2019/3/29

4763:D-77MRX  

 Yさんのオーディオシステムのラインナップは、Paoさんから引き継いだAurex SY-Λ88UとLo-D HMA-9500が駆動系を構成していて、送り出しであるレコードプレーヤーはKENWOOD KP-1100、CDプレーヤーはKENWOOD DP-1100SGであり、システムの要となるスピーカーはONKYO D-77MRXである。

 6畳間の短辺側にシステムは設置されている。センターラック方式の配置で、ラックにはタオックのSS-4が使われている。鋳鉄製の4段ラックはがっちりとして重そうである。

 その4段ラックに、上から順番に、KENWOOD KP-1100、KENWOOD DP-1100SG、Aurex SY-Λ88U、Lo-D HMA-9500と並んでいる様は、実に重厚感があふれている。

 ラックは鋳鉄製で濃い目のグレー、四つ並んだオーディオ機器は真っ黒なものばかり。その色合いと四つの機器のデザインが醸し出す雰囲気は少々ハードボイルドである。

 そして、そのタオック製のラックを真ん中にして、ONKYO D-77MRXが両側に立ち並んでいる。ニアフィールドに置かれたリクライニングチェアに腰かけた。リクライニングチェアは折り畳み式の「ニーチェアX」である。

 そのため普通のソファに腰かけるよりは、耳の位置が低くくなる。二つ並んだ「ニーチェアX」に私とPaoさんが座り、Yさんはその後方ダイニングルームから持ち込まれたダイニングチェアに座った。

 「ニーチェアX」に深く腰掛けて、前方近くに並ぶオーディオシステムを眺めた。その風景は何というか、一世代前のオーディオシステムの象徴的な眺めのような気がした。

 その風景は特定の世代にとっては、一種得も言われぬ桃源郷的な風情を醸し出してくれるものなのかもしれない。

 ONKYO D-77MRXはONKYOのロングセラーモデルであるD-77の何世代目かのモデルであり、Yさんによると、2000年に発売されたモデルとのことである。
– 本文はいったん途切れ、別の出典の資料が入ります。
//! Event loop that owns a spawned bore process.
//!
//! One task per child multiplexes stdout/stderr lines, the startup deadline,
//! stop requests and process exit. It is the only code that touches the
//! `Child`, so signals and reads never race.

use std::process::ExitStatus;

use tokio::io::{AsyncBufReadExt, AsyncRead, BufReader};
use tokio::process::Child;
use tokio::sync::{mpsc, oneshot, watch};
use tracing::{debug, error, info, warn};

use super::StopOutcome;
use super::config::Timeouts;
use super::readiness::parse_ready_line;
use super::state::{TunnelInfo, TunnelStatus};
use crate::error::TunnelError;

pub(super) type ReadySender = oneshot::Sender<Result<TunnelInfo, TunnelError>>;
pub(super) type ReadyReceiver = oneshot::Receiver<Result<TunnelInfo, TunnelError>>;

/// Requests from the supervisor to the child task.
pub(super) enum Control {
    Stop { done: oneshot::Sender<StopOutcome> },
}

/// Why the event loop ended.
enum Ended {
    Stopped {
        outcome: StopOutcome,
        done: Option<oneshot::Sender<StopOutcome>>,
    },
    StartupTimeout {
        outcome: StopOutcome,
    },
    Exited(ExitStatus),
    WaitFailed(std::io::Error),
}

pub(super) struct ChildTask {
    child: Child,
    ready: Option<ReadySender>,
    control: mpsc::Receiver<Control>,
    status: watch::Sender<TunnelStatus>,
    timeouts: Timeouts,
}

impl ChildTask {
    pub(super) fn new(
        child: Child,
        ready: ReadySender,
        control: mpsc::Receiver<Control>,
        status: watch::Sender<TunnelStatus>,
        timeouts: Timeouts,
    ) -> Self {
        Self {
            child,
            ready: Some(ready),
            control,
            status,
            timeouts,
        }
    }

    pub(super) async fn run(mut self) {
        let mut stdout = self.child.stdout.take().map(OutputLines::new);
        let mut stderr = self.child.stderr.take().map(OutputLines::new);

        let deadline = tokio::time::sleep(self.timeouts.startup);
        tokio::pin!(deadline);

        let ended = loop {
            tokio::select! {
                // Output first, so a notice written just before exit is seen.
                biased;

                line = next_line(&mut stdout) => match line {
                    Ok(Some(line)) => self.on_output("stdout", &line),
                    Ok(None) => stdout = None,
                    Err(e) => {
                        warn!(stream = "stdout", error = %e, "Failed to read bore output");
                        stdout = None;
                    }
                },
                line = next_line(&mut stderr) => match line {
                    Ok(Some(line)) => self.on_output("stderr", &line),
                    Ok(None) => stderr = None,
                    Err(e) => {
                        warn!(stream = "stderr", error = %e, "Failed to read bore output");
                        stderr = None;
                    }
                },
                cmd = self.control.recv() => match cmd {
                    Some(Control::Stop { done }) => {
                        let outcome = self.shutdown().await;
                        break Ended::Stopped { outcome, done: Some(done) };
                    }
                    None => {
                        debug!("Supervisor dropped, killing bore");
                        self.child.kill().await.ok();
                        break Ended::Stopped { outcome: StopOutcome::Forced, done: None };
                    }
                },
                result = self.child.wait() => match result {
                    Ok(status) => break Ended::Exited(status),
                    Err(e) => break Ended::WaitFailed(e),
                },
                () = &mut deadline, if self.ready.is_some() => {
                    warn!(timeout = ?self.timeouts.startup, "Bore startup timeout, stopping process");
                    self.status.send_replace(TunnelStatus::Stopping);
                    let outcome = self.shutdown().await;
                    break Ended::StartupTimeout { outcome };
                }
            }
        };

        // Stop requests that arrived while the loop was busy shutting down
        // are answered with the outcome it reached.
        self.control.close();
        let mut late_stops = Vec::new();
        while let Ok(Control::Stop { done }) = self.control.try_recv() {
            late_stops.push(done);
        }

        self.status.send_replace(TunnelStatus::Idle);
        self.settle(ended, late_stops);
    }

    /// Scan one line of output for the readiness notice.
    fn on_output(&mut self, stream: &'static str, line: &str) {
        debug!(stream, line, "Bore output");

        if self.ready.is_none() {
            return;
        }
        let Some(info) = parse_ready_line(line) else {
            return;
        };

        // A stop may already be underway; never flip Stopping back to Running.
        let published = self.status.send_if_modified(|status| {
            if matches!(status, TunnelStatus::Starting) {
                *status = TunnelStatus::Running(info.clone());
                true
            } else {
                false
            }
        });
        if !published {
            return;
        }

        info!(public_url = info.public_url(), "Bore tunnel started");
        if let Some(ready) = self.ready.take() {
            ready.send(Ok(info)).ok();
        }
    }

    /// Graceful signal, bounded wait, then kill.
    async fn shutdown(&mut self) -> StopOutcome {
        send_terminate(&mut self.child);

        match tokio::time::timeout(self.timeouts.stop_grace, self.child.wait()).await {
            Ok(Ok(status)) => {
                info!(?status, "Bore tunnel stopped");
                StopOutcome::Graceful
            }
            Ok(Err(e)) => {
                warn!(error = %e, "Error waiting for bore process, killing");
                self.child.kill().await.ok();
                StopOutcome::Forced
            }
            Err(_) => {
                warn!(
                    grace = ?self.timeouts.stop_grace,
                    "Bore process did not exit gracefully, forcing kill"
                );
                self.child.kill().await.ok();
                StopOutcome::Forced
            }
        }
    }

    /// Report the end of the loop to whoever is still waiting.
    fn settle(mut self, ended: Ended, late_stops: Vec<oneshot::Sender<StopOutcome>>) {
        let reached = match &ended {
            Ended::Stopped { outcome, .. } | Ended::StartupTimeout { outcome } => *outcome,
            Ended::Exited(_) | Ended::WaitFailed(_) => StopOutcome::AlreadyIdle,
        };
        for done in late_stops {
            done.send(reached).ok();
        }

        let ready_result = match ended {
            Ended::Stopped { outcome, done } => {
                if let Some(done) = done {
                    done.send(outcome).ok();
                }
                Err(TunnelError::Stopped)
            }
            Ended::StartupTimeout { .. } => Err(TunnelError::StartupTimeout(self.timeouts.startup)),
            Ended::Exited(status) => {
                match status.code() {
                    Some(code) if code != 0 => {
                        error!(code, "Bore process exited with code {code}");
                    }
                    _ => info!(?status, "Bore process exited"),
                }
                Err(TunnelError::AbnormalExit(status))
            }
            Ended::WaitFailed(e) => {
                error!(error = %e, "Failed to wait for bore process");
                Err(TunnelError::Wait(e))
            }
        };

        if let Some(ready) = self.ready.take() {
            ready.send(ready_result).ok();
        }
    }
}

/// Line reader over a child pipe that tolerates non-UTF-8 output.
struct OutputLines<R> {
    reader: BufReader<R>,
    buf: Vec<u8>,
}

impl<R: AsyncRead + Unpin> OutputLines<R> {
    fn new(inner: R) -> Self {
        Self {
            reader: BufReader::new(inner),
            buf: Vec::new(),
        }
    }

    /// Next line, invalid UTF-8 replaced with U+FFFD; `None` at EOF.
    ///
    /// Cancel safe: bytes of a partially read line stay in `buf`. A trailing
    /// line without a newline is returned at EOF.
    async fn next_line(&mut self) -> std::io::Result<Option<String>> {
        let read = self.reader.read_until(b'\n', &mut self.buf).await?;
        if read == 0 && self.buf.is_empty() {
            return Ok(None);
        }
        let line = String::from_utf8_lossy(&self.buf)
            .trim_end_matches(['\n', '\r'])
            .to_string();
        self.buf.clear();
        Ok(Some(line))
    }
}

/// Next line from an optional reader; pends forever once the stream is gone.
async fn next_line<R>(lines: &mut Option<OutputLines<R>>) -> std::io::Result<Option<String>>
where
    R: AsyncRead + Unpin,
{
    match lines {
        Some(reader) => reader.next_line().await,
        None => std::future::pending().await,
    }
}

/// Ask the child to exit: SIGTERM on unix, immediate kill elsewhere.
#[cfg_attr(unix, allow(clippy::needless_pass_by_ref_mut))]
fn send_terminate(child: &mut Child) {
    #[cfg(unix)]
    {
        if let Some(pid) = child.id() {
            // SAFETY: pid comes from our own un-reaped Child handle, and
            // kill(2) with SIGTERM has no memory-safety preconditions.
            #[allow(unsafe_code)]
            #[allow(clippy::cast_possible_wrap)]
            let ret = unsafe { libc::kill(pid as i32, libc::SIGTERM) };
            if ret != 0 {
                let err = std::io::Error::last_os_error();
                warn!(pid, error = %err, "Failed to send SIGTERM");
            }
        }
    }
    #[cfg(not(unix))]
    {
        if let Err(e) = child.start_kill() {
            warn!(error = %e, "Failed to terminate bore process");
        }
    }
}

#[cfg(test)]
#[allow(clippy::unwrap_used)]
mod tests {
    use super::*;

    #[tokio::test]
    async fn invalid_utf8_does_not_end_the_stream() {
        let input: &[u8] = b"conn \xff\xfe ok\nlistening at bore.pub:1234\n";
        let mut lines = OutputLines::new(input);

        let first = lines.next_line().await.unwrap().unwrap();
        assert_eq!(first, "conn \u{fffd}\u{fffd} ok");
        let second = lines.next_line().await.unwrap().unwrap();
        assert_eq!(second, "listening at bore.pub:1234");
        assert!(lines.next_line().await.unwrap().is_none());
    }

    #[tokio::test]
    async fn unterminated_last_line_is_returned_at_eof() {
        let input: &[u8] = b"starting\r\nlistening at bore.pub:1234";
        let mut lines = OutputLines::new(input);

        assert_eq!(lines.next_line().await.unwrap().unwrap(), "starting");
        let last = lines.next_line().await.unwrap().unwrap();
        assert!(parse_ready_line(&last).is_some(), "got {last:?}");
        assert!(lines.next_line().await.unwrap().is_none());
    }
}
 見た目は「これぞ!MADE IN JAPAN」といった風貌である。サランネットを外すと30cmのウーファーの存在感がある。

 スコーカーには12cmのユニットを採用している。ツィーターは2.5cmのドーム型、どうやらその当時の最新の素材が奢られているようである。

 専用のスタンドに乗せられたそのスピーカーは、実に折り目正しい音が出てくるような予感を醸し出している。

 「遊び心」といったものはまったく感じられないが、パワフルで均整の取れた筋肉質的な音が放出されるのでは、と思ってしまう外観である。

 先日、「オーディオショップ・グレン」で聴いたSONY SS-A7が、日本製でありながらどこかしらイギリス製のスピーカーを思わせるような外観であったの対して、ONKYO D-77MRXは紛うことなき「MADE IN JAPAN」のスピーカーである。
 
 正直に言うと、この手のスピーカーはあまり好きではない。まじめさだけが前面に出ていて、ゆとりというか余裕が感じられない。

 PaoさんのYAMAHA NS-5000はプロポーションは同じようであるが、外観がピアノブラック仕上げであるので、華麗さが感じられるのが救いである。

 しばしの雑談タイムを過ごした。リスニングルームにはレコード棚が置かれていて相当な枚数のレコードが几帳面に収納されていた。